# IEC 2014 - Timescales?



## doogieblue (May 28, 2013)

Obviously it's a while off, but I'm planning to try and come to Canada next year under IEC. Off hand, I don't think I'll have many problems. I have no criminal record, a good network of friends in Toronto and enough experience in IT to find a decent-paying job (failing that, I could get bar work via a friend). My girlfriend is also a Canadian citizen however I'd rather not involve her in the process since I want to get there on my own merit.

Now, with the IEC the only issue that could possibly impact me is time (and obviously the fact that it's totally random and I may not be accepted based on there being no spaces left, but hopefully that won't be an issue), but could someone explain, if I am accepted in January/February for example, is there a set timescale which I must use it before?
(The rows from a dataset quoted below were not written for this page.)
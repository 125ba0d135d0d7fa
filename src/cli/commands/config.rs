//! Config CLI commands.

use anyhow::{Context, Result};
use clap::{Args, Subcommand};
use std::path::PathBuf;

use crate::cli::output::{output, CommandOutput};
use crate::domain::models::Config;
use crate::infrastructure::config::ConfigLoader;

#[derive(Args, Debug)]
pub struct ConfigArgs {
    #[command(subcommand)]
    pub command: ConfigCommands,
}

#[derive(Subcommand, Debug)]
pub enum ConfigCommands {
    /// Print the effective configuration after all overrides
    Show,
    /// Check a configuration file without using it
    Validate {
        /// File to check
        file: PathBuf,
    },
}

#[derive(Debug, serde::Serialize)]
pub struct ConfigShowOutput {
    pub config: Config,
}

impl CommandOutput for ConfigShowOutput {
    fn to_human(&self) -> String {
        serde_yaml::to_string(&self.config)
            .unwrap_or_else(|e| format!("Failed to render configuration: {e}"))
    }

    fn to_json(&self) -> serde_json::Value {
        serde_json::to_value(&self.config).unwrap_or_default()
    }
}

#[derive(Debug, serde::Serialize)]
pub struct ConfigValidateOutput {
    pub valid: bool,
    pub file: String,
    #[serde(skip_serializing_if = "Option::is_none")]
    pub error: Option<String>,
}

impl CommandOutput for ConfigValidateOutput {
    fn to_human(&self) -> String {
        match &self.error {
            None => format!("{} is valid.", self.file),
            Some(error) => format!("{} is invalid: {error}", self.file),
        }
    }

    fn to_json(&self) -> serde_json::Value {
        serde_json::to_value(self).unwrap_or_default()
    }
}

pub async fn execute(args: ConfigArgs, config: &Config, json_mode: bool) -> Result<()> {
    match args.command {
        ConfigCommands::Show => {
            output(&ConfigShowOutput { config: config.clone() }, json_mode);
        }
        ConfigCommands::Validate { file } => {
            if !file.exists() {
                anyhow::bail!("Configuration file not found: {}", file.display());
            }
            let result = ConfigLoader::load_from_file(&file)
                .with_context(|| format!("Failed to load {}", file.display()));
            let out = ConfigValidateOutput {
                valid: result.is_ok(),
                file: file.display().to_string(),
                error: result.err().map(|e| format!("{e:#}")),
            };
            output(&out, json_mode);
            if !out.valid {
                anyhow::bail!("Configuration is invalid");
            }
        }
    }
    Ok(())
}

#[cfg(test)]
mod tests {
    use super::*;
    use std::io::Write;

    #[test]
    fn test_show_renders_yaml_and_json() {
        let out = ConfigShowOutput { config: Config::default() };
        assert!(out.to_human().contains("token_budget"));
        assert!(out.to_json()["memory"]["hot_turns"].is_number());
    }

    #[tokio::test]
    async fn test_validate_rejects_bad_file() {
        let mut file = tempfile::NamedTempFile::new().unwrap();
        writeln!(file, "memory:\n  hot_turns: 0").unwrap();
        let args = ConfigArgs {
            command: ConfigCommands::Validate { file: file.path().to_path_buf() },
        };
        assert!(execute(args, &Config::default(), true).await.is_err());
    }
}
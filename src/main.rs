//! Faultline CLI entry point.

use clap::Parser;

use faultline::cli::{Cli, Commands};
use faultline::infrastructure::logging::{LogConfig, LoggerImpl};

#[tokio::main]
async fn main() {
    let cli = Cli::parse();

    let config = match faultline::cli::load_config(cli.config.as_deref()) {
        Ok(config) => config,
        Err(err) => faultline::cli::handle_error(err, cli.json),
    };

    let _logger = match LoggerImpl::init(&LogConfig::from(&config.logging)) {
        Ok(logger) => logger,
        Err(err) => faultline::cli::handle_error(err, cli.json),
    };

    let result = match cli.command {
        Commands::Case(args) => faultline::cli::commands::case::execute(args, &config, cli.json).await,
        Commands::Replay(args) => faultline::cli::commands::replay::execute(args, &config, cli.json).await,
        Commands::Config(args) => faultline::cli::commands::config::execute(args, &config, cli.json).await,
    };

    if let Err(err) = result {
        faultline::cli::handle_error(err, cli.json);
    }
}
Obviously I'd need time to save as well which I'm estimating at (if I live in moderate poverty haha) 3 months, so may not actually be able to travel until around June/July?
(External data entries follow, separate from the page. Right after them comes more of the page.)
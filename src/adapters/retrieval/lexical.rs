//! In-process lexical similarity over a case's turn log.
//!
//! Scores are Jaccard similarity over the union of word and word-bigram sets.
//! Crude next to embeddings, but needs nothing beyond the case store.

use async_trait::async_trait;
use std::collections::HashSet;
use std::sync::Arc;

use crate::domain::errors::DomainResult;
use crate::domain::models::{CaseId, ScoredTurn, TurnId};
use crate::domain::ports::{CaseStore, RetrievalProvider};

/// Words shorter than this are ignored.
const MIN_WORD_LEN: usize = 2;

pub struct LexicalRetrievalProvider {
    store: Arc<dyn CaseStore>,
}

impl LexicalRetrievalProvider {
    pub fn new(store: Arc<dyn CaseStore>) -> Self {
        Self { store }
    }
}

fn features(text: &str) -> HashSet<String> {
    let words: Vec<String> = text
        .split(|c: char| !c.is_alphanumeric())
        .filter(|w| w.chars().count() >= MIN_WORD_LEN)
        .map(str::to_lowercase)
        .collect();

    let mut set: HashSet<String> = words.iter().cloned().collect();
    set.extend(words.windows(2).map(|pair| format!("{} {}", pair[0], pair[1])));
    set
}

/// Jaccard similarity of the word and bigram sets of `a` and `b`, in [0, 1].
///
/// Two texts without any features score 0.
pub fn lexical_similarity(a: &str, b: &str) -> f64 {
    jaccard(&features(a), &features(b))
}

fn jaccard(a: &HashSet<String>, b: &HashSet<String>) -> f64 {
    if a.is_empty() || b.is_empty() {
        return 0.0;
    }
    let shared = a.intersection(b).count();
    let union = a.len() + b.len() - shared;
    shared as f64 / union as f64
}

#[async_trait]
impl RetrievalProvider for LexicalRetrievalProvider {
    fn name(&self) -> &'static str {
        "lexical"
    }

    async fn search(
        &self,
        case_id: CaseId,
        query: &str,
        top_k: usize,
        excluding: &HashSet<TurnId>,
    ) -> DomainResult<Vec<ScoredTurn>> {
        if top_k == 0 {
            return Ok(Vec::new());
        }
        let query_features = features(query);
        if query_features.is_empty() {
            return Ok(Vec::new());
        }

        let turns = self.store.list_turns_since(case_id, TurnId::ORIGIN).await?;
        let mut scored: Vec<ScoredTurn> = turns
            .into_iter()
            .filter(|t| !excluding.contains(&t.ordinal))
            .filter_map(|turn| {
                let score = jaccard(&query_features, &features(&turn.content));
                (score > 0.0).then_some(ScoredTurn { score, turn })
            })
            .collect();

        scored.sort_by(|a, b| {
            b.score
                .total_cmp(&a.score)
                .then(b.turn.ordinal.cmp(&a.turn.ordinal))
        });
        scored.truncate(top_k);

        tracing::trace!(%case_id, candidates = scored.len(), "Lexical retrieval finished");
        Ok(scored)
    }
}

#[cfg(test)]
mod tests {
    use super::*;
    use crate::adapters::in_memory::InMemoryCaseStore;
    use crate::domain::models::{Case, NewTurn, PhaseState};
    use chrono::Utc;

    #[test]
    fn test_similarity_bounds() {
        assert_eq!(lexical_similarity("disk full on /var", "disk full on /var"), 1.0);
        assert_eq!(lexical_similarity("disk full", "network timeout"), 0.0);
        assert_eq!(lexical_similarity("", "anything"), 0.0);
        let partial = lexical_similarity("disk full on var", "var partition is full");
        assert!(partial > 0.0 && partial < 1.0);
    }

    #[test]
    fn test_bigrams_reward_word_order() {
        let ordered = lexical_similarity("connection refused by upstream", "upstream connection refused");
        let scrambled = lexical_similarity("connection refused by upstream", "refused upstream connection");
        assert!(ordered > scrambled);
    }

    #[tokio::test]
    async fn test_search_ranks_and_excludes() {
        let store = Arc::new(InMemoryCaseStore::new());
        let case = Case::new("vpn drops");
        store.create_case(&case, &PhaseState::default()).await.unwrap();
        let contents = [
            "vpn tunnel drops every hour",
            "printer is out of toner",
            "the vpn tunnel drops after rekey",
            "vpn tunnel drops every hour again",
        ];
        for (i, content) in contents.iter().enumerate() {
            let turn = NewTurn::user(*content).into_turn(case.id, TurnId(i as u64 + 1), Utc::now());
            store.append_turn(&turn).await.unwrap();
        }

        let provider = LexicalRetrievalProvider::new(store);
        let excluding: HashSet<TurnId> = [TurnId(4)].into_iter().collect();
        let results = provider
            .search(case.id, "vpn tunnel drops every hour", 5, &excluding)
            .await
            .unwrap();

        let ids: Vec<TurnId> = results.iter().map(|s| s.turn.ordinal).collect();
        assert_eq!(ids, vec![TurnId(1), TurnId(3)]);
        assert!(results[0].score > results[1].score);
        for result in &results {
            assert_eq!(
                result.score,
                lexical_similarity("vpn tunnel drops every hour", &result.turn.content)
            );
        }
    }
}
use anyhow::{Context, Result};
use figment::Figment;
use figment::providers::{Env, Format, Serialized, Yaml};
use thiserror::Error;

use crate::domain::models::config::Config;

/// Configuration error types
#[derive(Error, Debug)]
pub enum ConfigError {
    #[error("Invalid hot_turns: {0}. Must be at least 1")]
    InvalidHotTurns(usize),

    #[error("Invalid token_budget: {0}. Must be at least 1")]
    InvalidTokenBudget(usize),

    #[error("Invalid validation_threshold: {0}. Must be in (0.0, 1.0]")]
    InvalidValidationThreshold(f64),

    #[error("Invalid dominance_margin: {0}. Must be positive")]
    InvalidDominanceMargin(f64),

    #[error("Invalid recency_weight: {0}. Cannot be negative")]
    InvalidRecencyWeight(f64),

    #[error("Invalid prior_weight: {0}. Must be positive")]
    InvalidPriorWeight(f64),

    #[error("Invalid history_capacity: {0}. Must be at least 1")]
    InvalidHistoryCapacity(usize),

    #[error("Invalid max_loops: {0}. Must be at least 1")]
    InvalidMaxLoops(usize),

    #[error("Invalid timeout_ms: {0}. Must be positive")]
    InvalidTimeout(u64),

    #[error("Invalid log level: {0}. Must be one of: trace, debug, info, warn, error")]
    InvalidLogLevel(String),

    #[error("Invalid log format: {0}. Must be one of: json, pretty")]
    InvalidLogFormat(String),

    #[error("Database path cannot be empty")]
    EmptyDatabasePath,

    #[error("Invalid max_connections: {0}. Must be at least 1")]
    InvalidMaxConnections(u32),
}

fn is_positive(value: f64) -> bool {
    value.is_finite() && value > 0.0
}

/// Configuration loader with hierarchical merging
pub struct ConfigLoader;

impl ConfigLoader {
    /// Load configuration with hierarchical merging
    ///
    /// Precedence (lowest to highest):
    /// 1. Programmatic defaults (Serialized)
    /// 2. .faultline/config.yaml (project config)
    /// 3. .faultline/local.yaml (local overrides, optional)
    /// 4. Environment variables (FAULTLINE_* prefix, `__` between section and key)
    pub fn load() -> Result<Config> {
        let config: Config = Figment::new()
            .merge(Serialized::defaults(Config::default()))
            .merge(Yaml::file(".faultline/config.yaml"))
            .merge(Yaml::file(".faultline/local.yaml"))
            .merge(Env::prefixed("FAULTLINE_").split("__"))
            .extract()
            .context("Failed to extract configuration from figment")?;

        Self::validate(&config)?;
        Ok(config)
    }

    /// Load configuration from a specific file
    pub fn load_from_file(path: impl AsRef<std::path::Path>) -> Result<Config> {
        let config: Config = Figment::new()
            .merge(Serialized::defaults(Config::default()))
            .merge(Yaml::file(path.as_ref()))
            .extract()
            .context(format!(
                "Failed to load config from {}",
                path.as_ref().display()
            ))?;

        Self::validate(&config)?;
        Ok(config)
    }

    /// Validate configuration after loading
    pub fn validate(config: &Config) -> Result<(), ConfigError> {
        if config.memory.hot_turns == 0 {
            return Err(ConfigError::InvalidHotTurns(config.memory.hot_turns));
        }
        if config.memory.token_budget == 0 {
            return Err(ConfigError::InvalidTokenBudget(config.memory.token_budget));
        }

        let hypothesis = &config.hypothesis;
        let threshold = hypothesis.validation_threshold;
        if !(threshold > 0.0 && (0.0..=1.0).contains(&threshold)) {
            return Err(ConfigError::InvalidValidationThreshold(
                hypothesis.validation_threshold,
            ));
        }
        if !is_positive(hypothesis.dominance_margin) {
            return Err(ConfigError::InvalidDominanceMargin(hypothesis.dominance_margin));
        }
        if !(hypothesis.recency_weight.is_finite() && hypothesis.recency_weight >= 0.0) {
            return Err(ConfigError::InvalidRecencyWeight(hypothesis.recency_weight));
        }
        if !is_positive(hypothesis.prior_weight) {
            return Err(ConfigError::InvalidPriorWeight(hypothesis.prior_weight));
        }

        if config.phase.history_capacity == 0 {
            return Err(ConfigError::InvalidHistoryCapacity(config.phase.history_capacity));
        }
        if config.phase.max_loops == 0 {
            return Err(ConfigError::InvalidMaxLoops(config.phase.max_loops));
        }

        if config.turn.timeout_ms == 0 {
            return Err(ConfigError::InvalidTimeout(config.turn.timeout_ms));
        }

        if config.database.path.is_empty() {
            return Err(ConfigError::EmptyDatabasePath);
        }
        if config.database.max_connections == 0 {
            return Err(ConfigError::InvalidMaxConnections(
                config.database.max_connections,
            ));
        }

        let valid_log_levels = ["trace", "debug", "info", "warn", "error"];
        if !valid_log_levels.contains(&config.logging.level.as_str()) {
            return Err(ConfigError::InvalidLogLevel(config.logging.level.clone()));
        }

        let valid_log_formats = ["json", "pretty"];
        if !valid_log_formats.contains(&config.logging.format.as_str()) {
            return Err(ConfigError::InvalidLogFormat(config.logging.format.clone()));
        }

        Ok(())
    }
}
Also, if there's any other minor issues I should be aware of, feel free to point them out, I'd rather know as much as possible before the time to apply comes.

Thanks in advance,

DB


----------



## GRETZKY427 (Jan 5, 2013)

When you received your LOI in your respective country you will have 12mths after that before you HAVE TO LEAVE FOR CANADA. There is a leaving date on the paper work you will get back.

If you girlfriend is Canadian and lives there you can skip this and just apply for a temp residency...why not do that...


----------



## doogieblue (May 28, 2013)

GRETZKY427 said:


> When you received your LOI in your respective country you will have 12mths after that before you HAVE TO LEAVE FOR CANADA. There is a leaving date on the paper work you will get back.
> 
> *If you girlfriend is Canadian and lives there you can skip this and just apply for a temp residency...why not do that...*


I wouldn't want her to think I'm just using her for her Canadian passport. Plus, we haven't been together all that long and that's alo to ask of her, I'd rather get there on my own merits for the timebeing I reckon.


----------